(Collected data entries)
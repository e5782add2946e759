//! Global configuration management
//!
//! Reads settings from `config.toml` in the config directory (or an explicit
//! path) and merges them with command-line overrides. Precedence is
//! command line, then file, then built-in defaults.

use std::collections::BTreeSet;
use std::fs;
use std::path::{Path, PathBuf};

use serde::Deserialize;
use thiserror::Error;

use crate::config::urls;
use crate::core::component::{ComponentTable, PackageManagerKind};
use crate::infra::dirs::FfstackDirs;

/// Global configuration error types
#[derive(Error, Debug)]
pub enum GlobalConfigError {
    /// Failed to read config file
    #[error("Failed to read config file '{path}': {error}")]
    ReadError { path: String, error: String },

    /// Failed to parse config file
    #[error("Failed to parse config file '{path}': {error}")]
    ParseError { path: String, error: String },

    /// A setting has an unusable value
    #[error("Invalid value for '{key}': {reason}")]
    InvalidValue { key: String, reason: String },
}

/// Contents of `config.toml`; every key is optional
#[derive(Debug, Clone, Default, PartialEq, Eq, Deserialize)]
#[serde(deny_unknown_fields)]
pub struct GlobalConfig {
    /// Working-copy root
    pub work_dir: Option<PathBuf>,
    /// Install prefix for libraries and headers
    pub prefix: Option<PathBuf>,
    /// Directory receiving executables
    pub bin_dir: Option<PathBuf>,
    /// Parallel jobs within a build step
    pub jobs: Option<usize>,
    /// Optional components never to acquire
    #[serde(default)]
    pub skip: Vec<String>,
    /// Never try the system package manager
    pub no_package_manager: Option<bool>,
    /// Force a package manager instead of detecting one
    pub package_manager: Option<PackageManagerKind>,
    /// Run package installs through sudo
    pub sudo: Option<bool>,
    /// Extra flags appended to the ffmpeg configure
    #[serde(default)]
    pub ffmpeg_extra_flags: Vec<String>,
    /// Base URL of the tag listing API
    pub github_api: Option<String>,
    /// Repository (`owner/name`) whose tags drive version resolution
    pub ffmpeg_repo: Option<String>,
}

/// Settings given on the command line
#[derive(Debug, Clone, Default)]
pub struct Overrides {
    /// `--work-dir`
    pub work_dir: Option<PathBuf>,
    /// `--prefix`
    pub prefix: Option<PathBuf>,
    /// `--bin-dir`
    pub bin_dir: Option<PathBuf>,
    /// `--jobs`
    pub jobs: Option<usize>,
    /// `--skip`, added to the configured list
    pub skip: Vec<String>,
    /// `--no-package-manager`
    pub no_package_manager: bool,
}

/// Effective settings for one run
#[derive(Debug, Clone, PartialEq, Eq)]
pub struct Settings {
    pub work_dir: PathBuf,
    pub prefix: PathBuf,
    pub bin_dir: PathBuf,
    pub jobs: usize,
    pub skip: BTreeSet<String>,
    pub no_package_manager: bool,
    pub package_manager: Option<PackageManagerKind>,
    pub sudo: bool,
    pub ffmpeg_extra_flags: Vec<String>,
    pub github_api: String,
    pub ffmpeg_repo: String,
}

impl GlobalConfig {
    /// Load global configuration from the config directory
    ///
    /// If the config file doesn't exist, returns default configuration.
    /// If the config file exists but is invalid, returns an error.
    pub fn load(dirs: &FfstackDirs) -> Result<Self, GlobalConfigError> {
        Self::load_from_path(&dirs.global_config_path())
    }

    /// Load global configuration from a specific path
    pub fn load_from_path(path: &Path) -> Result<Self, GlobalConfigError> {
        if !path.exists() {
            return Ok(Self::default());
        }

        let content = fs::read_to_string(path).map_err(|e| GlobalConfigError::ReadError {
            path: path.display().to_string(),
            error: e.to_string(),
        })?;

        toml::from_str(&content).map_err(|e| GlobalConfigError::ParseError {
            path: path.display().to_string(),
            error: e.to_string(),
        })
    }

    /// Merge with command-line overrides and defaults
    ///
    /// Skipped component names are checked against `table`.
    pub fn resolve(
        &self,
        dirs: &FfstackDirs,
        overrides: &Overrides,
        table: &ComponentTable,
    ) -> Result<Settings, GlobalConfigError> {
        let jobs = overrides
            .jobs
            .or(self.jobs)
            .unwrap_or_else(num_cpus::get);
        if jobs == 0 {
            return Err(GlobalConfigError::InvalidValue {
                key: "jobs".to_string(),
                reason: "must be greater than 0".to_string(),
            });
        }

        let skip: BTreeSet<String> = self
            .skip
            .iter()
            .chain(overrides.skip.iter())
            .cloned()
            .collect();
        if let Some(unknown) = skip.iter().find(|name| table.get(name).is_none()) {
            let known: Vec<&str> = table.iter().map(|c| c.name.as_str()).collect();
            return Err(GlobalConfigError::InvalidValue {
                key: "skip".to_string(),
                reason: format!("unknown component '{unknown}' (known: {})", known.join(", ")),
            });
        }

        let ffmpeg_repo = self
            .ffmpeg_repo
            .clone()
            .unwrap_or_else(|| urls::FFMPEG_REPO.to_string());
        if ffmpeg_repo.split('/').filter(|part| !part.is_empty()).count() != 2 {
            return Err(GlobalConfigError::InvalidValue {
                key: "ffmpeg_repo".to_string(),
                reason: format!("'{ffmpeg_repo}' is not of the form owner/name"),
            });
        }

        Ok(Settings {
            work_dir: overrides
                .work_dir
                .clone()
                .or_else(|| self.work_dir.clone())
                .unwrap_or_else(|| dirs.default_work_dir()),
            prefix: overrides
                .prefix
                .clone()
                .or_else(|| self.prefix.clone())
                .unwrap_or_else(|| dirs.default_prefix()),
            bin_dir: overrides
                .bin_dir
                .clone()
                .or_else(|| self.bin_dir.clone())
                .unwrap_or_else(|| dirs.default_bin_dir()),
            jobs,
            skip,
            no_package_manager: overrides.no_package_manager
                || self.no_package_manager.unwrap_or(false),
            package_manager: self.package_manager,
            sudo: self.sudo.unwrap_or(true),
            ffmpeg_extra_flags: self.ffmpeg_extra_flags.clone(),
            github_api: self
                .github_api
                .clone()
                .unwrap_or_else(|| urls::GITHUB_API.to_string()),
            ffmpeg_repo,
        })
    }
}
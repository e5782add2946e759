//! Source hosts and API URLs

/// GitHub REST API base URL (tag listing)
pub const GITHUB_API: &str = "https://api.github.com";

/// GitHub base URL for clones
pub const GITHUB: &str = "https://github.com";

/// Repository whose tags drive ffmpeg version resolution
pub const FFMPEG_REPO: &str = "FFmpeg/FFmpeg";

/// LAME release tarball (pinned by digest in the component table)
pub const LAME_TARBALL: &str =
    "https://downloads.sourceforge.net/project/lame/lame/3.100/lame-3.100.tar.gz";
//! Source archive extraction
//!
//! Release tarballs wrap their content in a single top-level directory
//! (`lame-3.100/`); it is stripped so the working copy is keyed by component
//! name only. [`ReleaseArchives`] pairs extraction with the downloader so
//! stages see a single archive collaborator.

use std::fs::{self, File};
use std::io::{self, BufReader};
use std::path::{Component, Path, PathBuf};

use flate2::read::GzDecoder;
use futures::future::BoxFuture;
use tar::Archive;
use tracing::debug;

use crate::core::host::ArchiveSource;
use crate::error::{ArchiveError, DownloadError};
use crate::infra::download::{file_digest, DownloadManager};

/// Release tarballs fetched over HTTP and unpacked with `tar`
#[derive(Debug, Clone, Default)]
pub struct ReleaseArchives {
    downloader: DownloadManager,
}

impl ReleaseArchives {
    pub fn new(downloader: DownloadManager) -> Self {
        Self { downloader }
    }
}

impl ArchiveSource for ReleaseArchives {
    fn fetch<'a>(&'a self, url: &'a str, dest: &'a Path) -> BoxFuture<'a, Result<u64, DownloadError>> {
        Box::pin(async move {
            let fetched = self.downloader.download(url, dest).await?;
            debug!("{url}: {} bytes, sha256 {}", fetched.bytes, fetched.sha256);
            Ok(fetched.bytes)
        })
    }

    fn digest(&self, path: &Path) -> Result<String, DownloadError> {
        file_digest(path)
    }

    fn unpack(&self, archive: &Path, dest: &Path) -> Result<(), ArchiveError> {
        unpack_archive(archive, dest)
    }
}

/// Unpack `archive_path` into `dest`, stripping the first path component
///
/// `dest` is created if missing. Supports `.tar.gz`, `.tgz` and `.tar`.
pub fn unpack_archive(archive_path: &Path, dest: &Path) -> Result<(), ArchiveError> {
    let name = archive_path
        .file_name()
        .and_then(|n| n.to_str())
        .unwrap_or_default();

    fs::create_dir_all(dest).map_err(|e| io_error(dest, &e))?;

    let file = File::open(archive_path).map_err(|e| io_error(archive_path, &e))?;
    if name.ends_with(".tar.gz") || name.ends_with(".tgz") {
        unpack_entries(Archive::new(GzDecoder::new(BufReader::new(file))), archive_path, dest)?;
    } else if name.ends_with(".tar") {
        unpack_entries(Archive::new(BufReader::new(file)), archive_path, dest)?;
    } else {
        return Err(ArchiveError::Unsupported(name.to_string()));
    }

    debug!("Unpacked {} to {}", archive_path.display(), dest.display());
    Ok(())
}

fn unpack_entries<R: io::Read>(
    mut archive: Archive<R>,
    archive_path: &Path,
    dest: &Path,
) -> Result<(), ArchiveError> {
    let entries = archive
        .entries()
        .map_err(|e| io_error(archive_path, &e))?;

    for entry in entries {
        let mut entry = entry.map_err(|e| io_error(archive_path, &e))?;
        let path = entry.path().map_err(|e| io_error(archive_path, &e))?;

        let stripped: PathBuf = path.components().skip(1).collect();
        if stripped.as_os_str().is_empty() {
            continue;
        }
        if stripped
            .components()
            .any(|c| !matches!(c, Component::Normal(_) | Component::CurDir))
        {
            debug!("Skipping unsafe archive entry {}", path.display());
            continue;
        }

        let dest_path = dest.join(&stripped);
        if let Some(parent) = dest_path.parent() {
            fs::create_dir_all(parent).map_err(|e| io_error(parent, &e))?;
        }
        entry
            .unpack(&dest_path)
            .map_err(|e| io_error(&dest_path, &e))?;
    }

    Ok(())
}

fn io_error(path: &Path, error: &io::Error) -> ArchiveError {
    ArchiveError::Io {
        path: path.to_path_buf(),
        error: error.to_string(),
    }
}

* * *

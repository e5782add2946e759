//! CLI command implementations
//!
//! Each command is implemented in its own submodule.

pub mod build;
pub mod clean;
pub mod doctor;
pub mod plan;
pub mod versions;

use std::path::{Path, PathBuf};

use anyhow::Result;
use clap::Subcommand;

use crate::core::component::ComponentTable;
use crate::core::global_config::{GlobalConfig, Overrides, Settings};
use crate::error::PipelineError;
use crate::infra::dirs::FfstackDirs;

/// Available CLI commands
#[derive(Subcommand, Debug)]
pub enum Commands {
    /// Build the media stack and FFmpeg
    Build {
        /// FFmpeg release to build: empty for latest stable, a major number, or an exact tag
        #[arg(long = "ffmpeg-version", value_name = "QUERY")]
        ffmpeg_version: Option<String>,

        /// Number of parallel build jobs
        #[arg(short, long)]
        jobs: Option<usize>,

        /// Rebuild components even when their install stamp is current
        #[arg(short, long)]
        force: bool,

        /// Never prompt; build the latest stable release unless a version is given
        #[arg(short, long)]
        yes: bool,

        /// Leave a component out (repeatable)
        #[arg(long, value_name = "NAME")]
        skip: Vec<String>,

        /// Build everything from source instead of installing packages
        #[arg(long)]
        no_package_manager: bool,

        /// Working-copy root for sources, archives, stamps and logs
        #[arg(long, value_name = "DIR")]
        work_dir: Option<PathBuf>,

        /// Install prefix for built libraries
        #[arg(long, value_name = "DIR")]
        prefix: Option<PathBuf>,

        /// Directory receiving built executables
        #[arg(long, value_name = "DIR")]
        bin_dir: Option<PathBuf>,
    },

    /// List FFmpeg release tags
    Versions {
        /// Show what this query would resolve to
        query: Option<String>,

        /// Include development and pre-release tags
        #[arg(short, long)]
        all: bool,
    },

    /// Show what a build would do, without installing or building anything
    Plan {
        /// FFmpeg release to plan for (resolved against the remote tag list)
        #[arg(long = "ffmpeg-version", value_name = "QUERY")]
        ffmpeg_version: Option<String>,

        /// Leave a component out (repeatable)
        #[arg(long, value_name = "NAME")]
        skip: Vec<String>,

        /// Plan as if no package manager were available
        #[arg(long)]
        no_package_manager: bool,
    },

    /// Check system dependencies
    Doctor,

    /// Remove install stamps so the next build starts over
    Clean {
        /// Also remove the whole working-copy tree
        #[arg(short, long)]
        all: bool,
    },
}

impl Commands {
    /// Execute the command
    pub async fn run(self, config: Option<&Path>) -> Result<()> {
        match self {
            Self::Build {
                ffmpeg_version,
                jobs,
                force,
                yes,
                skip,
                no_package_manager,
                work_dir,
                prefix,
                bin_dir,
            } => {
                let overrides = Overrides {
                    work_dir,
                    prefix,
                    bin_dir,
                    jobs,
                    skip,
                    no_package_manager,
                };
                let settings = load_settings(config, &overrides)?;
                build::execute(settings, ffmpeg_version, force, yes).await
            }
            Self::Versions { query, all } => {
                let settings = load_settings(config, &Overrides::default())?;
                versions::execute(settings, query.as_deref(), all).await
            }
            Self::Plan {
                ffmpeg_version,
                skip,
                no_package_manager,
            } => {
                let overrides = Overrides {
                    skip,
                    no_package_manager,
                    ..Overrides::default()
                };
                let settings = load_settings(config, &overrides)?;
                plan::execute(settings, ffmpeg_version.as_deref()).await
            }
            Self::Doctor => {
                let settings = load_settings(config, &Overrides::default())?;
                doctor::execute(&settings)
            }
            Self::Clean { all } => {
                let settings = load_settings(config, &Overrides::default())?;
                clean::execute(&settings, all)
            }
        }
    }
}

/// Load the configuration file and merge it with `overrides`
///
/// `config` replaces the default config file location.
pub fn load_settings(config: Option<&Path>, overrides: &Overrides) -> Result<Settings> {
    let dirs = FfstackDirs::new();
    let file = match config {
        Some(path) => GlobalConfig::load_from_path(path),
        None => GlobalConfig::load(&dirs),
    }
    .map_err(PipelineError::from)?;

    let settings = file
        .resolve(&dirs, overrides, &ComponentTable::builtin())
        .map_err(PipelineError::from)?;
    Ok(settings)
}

EXERCISE :: Using the entries above, give back exactly the line containing "let known: Vec<&str>", the line containing "pub const LAME_TARBALL: &str", and every line between them, and nothing else.

SOLVED EXERCISE ::
            let known: Vec<&str> = table.iter().map(|c| c.name.as_str()).collect();
            return Err(GlobalConfigError::InvalidValue {
                key: "skip".to_string(),
                reason: format!("unknown component '{unknown}' (known: {})", known.join(", ")),
            });
        }

        let ffmpeg_repo = self
            .ffmpeg_repo
            .clone()
            .unwrap_or_else(|| urls::FFMPEG_REPO.to_string());
        if ffmpeg_repo.split('/').filter(|part| !part.is_empty()).count() != 2 {
            return Err(GlobalConfigError::InvalidValue {
                key: "ffmpeg_repo".to_string(),
                reason: format!("'{ffmpeg_repo}' is not of the form owner/name"),
            });
        }

        Ok(Settings {
            work_dir: overrides
                .work_dir
                .clone()
                .or_else(|| self.work_dir.clone())
                .unwrap_or_else(|| dirs.default_work_dir()),
            prefix: overrides
                .prefix
                .clone()
                .or_else(|| self.prefix.clone())
                .unwrap_or_else(|| dirs.default_prefix()),
            bin_dir: overrides
                .bin_dir
                .clone()
                .or_else(|| self.bin_dir.clone())
                .unwrap_or_else(|| dirs.default_bin_dir()),
            jobs,
            skip,
            no_package_manager: overrides.no_package_manager
                || self.no_package_manager.unwrap_or(false),
            package_manager: self.package_manager,
            sudo: self.sudo.unwrap_or(true),
            ffmpeg_extra_flags: self.ffmpeg_extra_flags.clone(),
            github_api: self
                .github_api
                .clone()
                .unwrap_or_else(|| urls::GITHUB_API.to_string()),
            ffmpeg_repo,
        })
    }
}
repository e5782add2946e759
//! Source hosts and API URLs

/// GitHub REST API base URL (tag listing)
pub const GITHUB_API: &str = "https://api.github.com";

/// GitHub base URL for clones
pub const GITHUB: &str = "https://github.com";

/// Repository whose tags drive ffmpeg version resolution
pub const FFMPEG_REPO: &str = "FFmpeg/FFmpeg";

/// LAME release tarball (pinned by digest in the component table)
pub const LAME_TARBALL: &str =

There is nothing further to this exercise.